Deborah Wright, a digital sculptor, has the same hang-ups; she also uses a Windows PC. “I really, really love Mac... but it’s become prohibitively expensive,” she says. “Part of the attractiveness of a PC is my ability to customize the heck out of it,” she adds. “You buy a Mac, and you hold onto it for a few years. Buying a PC, you’re switching out your hardware pretty regularly.”
Wright suspects her next purchase might be a MacBook Pro, which, while not modular, is at least more affordable. “Their displays are just exquisite,” she says. “Velvet on the eyes.”
Mac Pro (2023) Benchmarks
|Benchmark||Mac Pro||Mac Studio|
|Geekbench 6 CPU Single||2766||2623|
|Geekbench 6 CPU Multi||21203||21397|
|Geekbench 6 GPU Metal||221671||224158|
|Geekbench 6 GPU Open CL||128867||129482|
|Cinebench R23 Single||1746||1735|
|Cinebench R23 Multi||28836||28924|
|Cinebench R23 Multi 30-min loop||28914||28902|
|Shadow of the Tomb Raider (1080p, highest)||130fps||135fps|
|PugetBench for Premiere Pro||961||975|
|4K export (Adobe Premiere Pro 23)||1:02||1:00|
But the larger issue among the professionals I spoke to, and one that will likely take many more product cycles for Apple to truly fix, is one of trust. Apple, the business behemoth that it is, still has a reputation to build in the enterprise space. In order to become a go-to purchase for studios, Apple doesn’t just need to make the Mac Pro more competitive on price — it needs to reestablish itself as a brand that industries can rely on for years to come. And it needs to make some amends.

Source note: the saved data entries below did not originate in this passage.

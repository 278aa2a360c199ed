//! LLM backend implementations and the provider capability in front of them

mod ai_provider;
mod bedrock;
mod factory;
mod http_client;
mod mock;
mod openai;
pub mod sse;

pub use ai_provider::AiProvider;
pub use bedrock::{BedrockBackend, BedrockClient, BedrockClientTrait};
pub use factory::{BackendFactory, ConfiguredBackendFactory, LlmProviderFactory};
pub use http_client::{HttpClient, HttpClientTrait};
pub use mock::MockBackend;
pub use openai::OpenAiBackend;
pub use sse::{decode_frame, encode_chunk, SseDecoder, SseFrame, DONE_SENTINEL};
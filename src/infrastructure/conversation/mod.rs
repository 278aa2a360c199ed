//! Conversation store implementations

mod in_memory;

pub use in_memory::InMemoryConversationStore;
impl RelayService {
    pub fn new(
        transport: Arc<dyn ResponderTransport>,
        store: Arc<dyn ConversationStore>,
        policy: RetryPolicy,
    ) -> Self {
        Self {
            transport,
            store,
            policy,
        }
    }

    pub fn policy(&self) -> &RetryPolicy {
        &self.policy
    }

    /// Relay one message and record the final outcome.
    ///
    /// Invalid messages are rejected before anything is sent. A terminal
    /// rejection, local or by the responder, is recorded as one error entry;
    /// exhausted retries are not recorded.
    pub async fn send_message(&self, message: Message) -> Result<AiResponse, DomainError> {
        let started = Instant::now();
        self.validate_or_record(&message, started).await?;

        info!(
            responder = %self.transport.target(),
            chars = message.content.chars().count(),
            "Relaying message"
        );

        let transport = self.transport.clone();
        let result = retry_with_backoff(&self.policy, "send_message", |_| {
            let transport = transport.clone();
            let message = message.clone();
            async move { transport.process(&message).await }
        })
        .await;

        match result {
            Ok(response) => {
                info!(
                    model = %response.model,
                    tokens = response.usage.total_tokens,
                    cost = response.usage.estimated_cost,
                    "Relay succeeded"
                );
                self.record(message, response.clone()).await;
                Ok(response)
            }
            Err(e) => {
                self.record_rejection(&message, &e, started).await;
                Err(e)
            }
        }
    }

    /// Relay one message as a stream.
    ///
    /// Only opening the stream is retried. The exchange is recorded when the
    /// stream reaches its `End` or `Error` chunk; a stream dropped early
    /// records nothing.
    pub async fn send_message_stream(&self, message: Message) -> Result<ChunkStream, DomainError> {
        let started = Instant::now();
        self.validate_or_record(&message, started).await?;

        info!(responder = %self.transport.target(), "Relaying message as stream");

        let transport = self.transport.clone();
        let result = retry_with_backoff(&self.policy, "send_message_stream", |_| {
            let transport = transport.clone();
            let message = message.clone();
            async move { transport.open_stream(&message).await }
        })
        .await;

        let chunks = match result {
            Ok(chunks) => chunks,
            Err(e) => {
                self.record_rejection(&message, &e, started).await;
                return Err(e);
            }
        };

        let state = RecordingStream {
            chunks,
            store: self.store.clone(),
            message,
            text: String::new(),
            started,
            finished: false,
        };

        Ok(Box::pin(stream::unfold(state, RecordingStream::next_chunk)))
    }

    pub async fn check_health(&self) -> Result<ResponderHealth, DomainError> {
        let transport = self.transport.clone();
        retry_with_backoff(&self.policy, "check_health", |_| {
            let transport = transport.clone();
            async move { transport.health().await }
        })
        .await
    }

    pub async fn list_models(&self) -> Result<ModelCatalog, DomainError> {
        let transport = self.transport.clone();
        retry_with_backoff(&self.policy, "list_models", |_| {
            let transport = transport.clone();
            async move { transport.list_models().await }
        })
        .await
    }

    pub async fn get_config(&self) -> Result<ProviderSettings, DomainError> {
        let transport = self.transport.clone();
        retry_with_backoff(&self.policy, "get_config", |_| {
            let transport = transport.clone();
            async move { transport.get_config().await }
        })
        .await
    }

    pub async fn history(&self) -> Result<Vec<ConversationEntry>, DomainError> {
        self.store.history().await
    }

    pub async fn stats(&self) -> Result<UsageStats, DomainError> {
        self.store.stats().await
    }

    pub async fn snapshot(&self) -> Result<ConversationSnapshot, DomainError> {
        self.store.snapshot().await
    }

    async fn record(&self, message: Message, response: AiResponse) {
        record_into(self.store.as_ref(), message, response).await;
    }

    async fn validate_or_record(&self, message: &Message, started: Instant) -> Result<(), DomainError> {
        if let Err(e) = message.validate() {
            debug!(error = %e, "Message rejected before sending");
            self.record_rejection(message, &e, started).await;
            return Err(e);
        }
        Ok(())
    }

    /// Terminal rejections become error entries; anything else is not recorded
    async fn record_rejection(&self, message: &Message, error: &DomainError, started: Instant) {
        if let DomainError::InvalidRequest { message: reason } = error {
            let response = AiResponse::error(
                RESPONDER_LABEL,
                message.model.clone().unwrap_or_default(),
                reason.clone(),
                started.elapsed(),
            );
            self.record(message.clone(), response).await;
        } else {
            debug!(kind = error.kind(), "Relay failure not recorded");
        }
    }
}
//! Liveness probe shared by both servers

use axum::{http::StatusCode, response::IntoResponse};

/// Returns 200 while the process is serving requests
pub async fn live_check() -> impl IntoResponse {
    StatusCode::OK
}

“Apple doesn’t really have a great history of servicing this market,” Lebensfeld said. “Do you want to hang millions of dollars of equipment purchases on a company where you know this isn’t their main focus?” He added, “It really feels like an afterthought. It feels like they’re gonna put this chip in every laptop and iPad that they can, and then later, they’re gonna fuse 20 of them together, and that’s the Pro.”
And while Apple’s decision to overhaul Final Cut Pro was over a decade ago, studios still haven’t forgotten. Almost all of the video professionals I spoke to brought it up. “Every filmmaker in the world was using this,” Lebensfeld complained. “And they lost that whole market. They just don’t take it seriously.”
“They really did screw us over on that,” Ford, the documentarian, agreed. “I was really upset.”
I searched high and low and ended up connecting with over 20 professionals for this story in order to locate someone who enthusiastically wanted to buy the Mac Pro. I found exactly one: Drofa. He loves the cheese-grater design.
“The killer feature is when somebody comes and says, ‘Okay, you have a Mac Pro,’ and I say, ‘Yeah, I can make a cheesesteak,’” he explained. Asked about the Mac Studio, he replied, “I don’t trust that small thing.”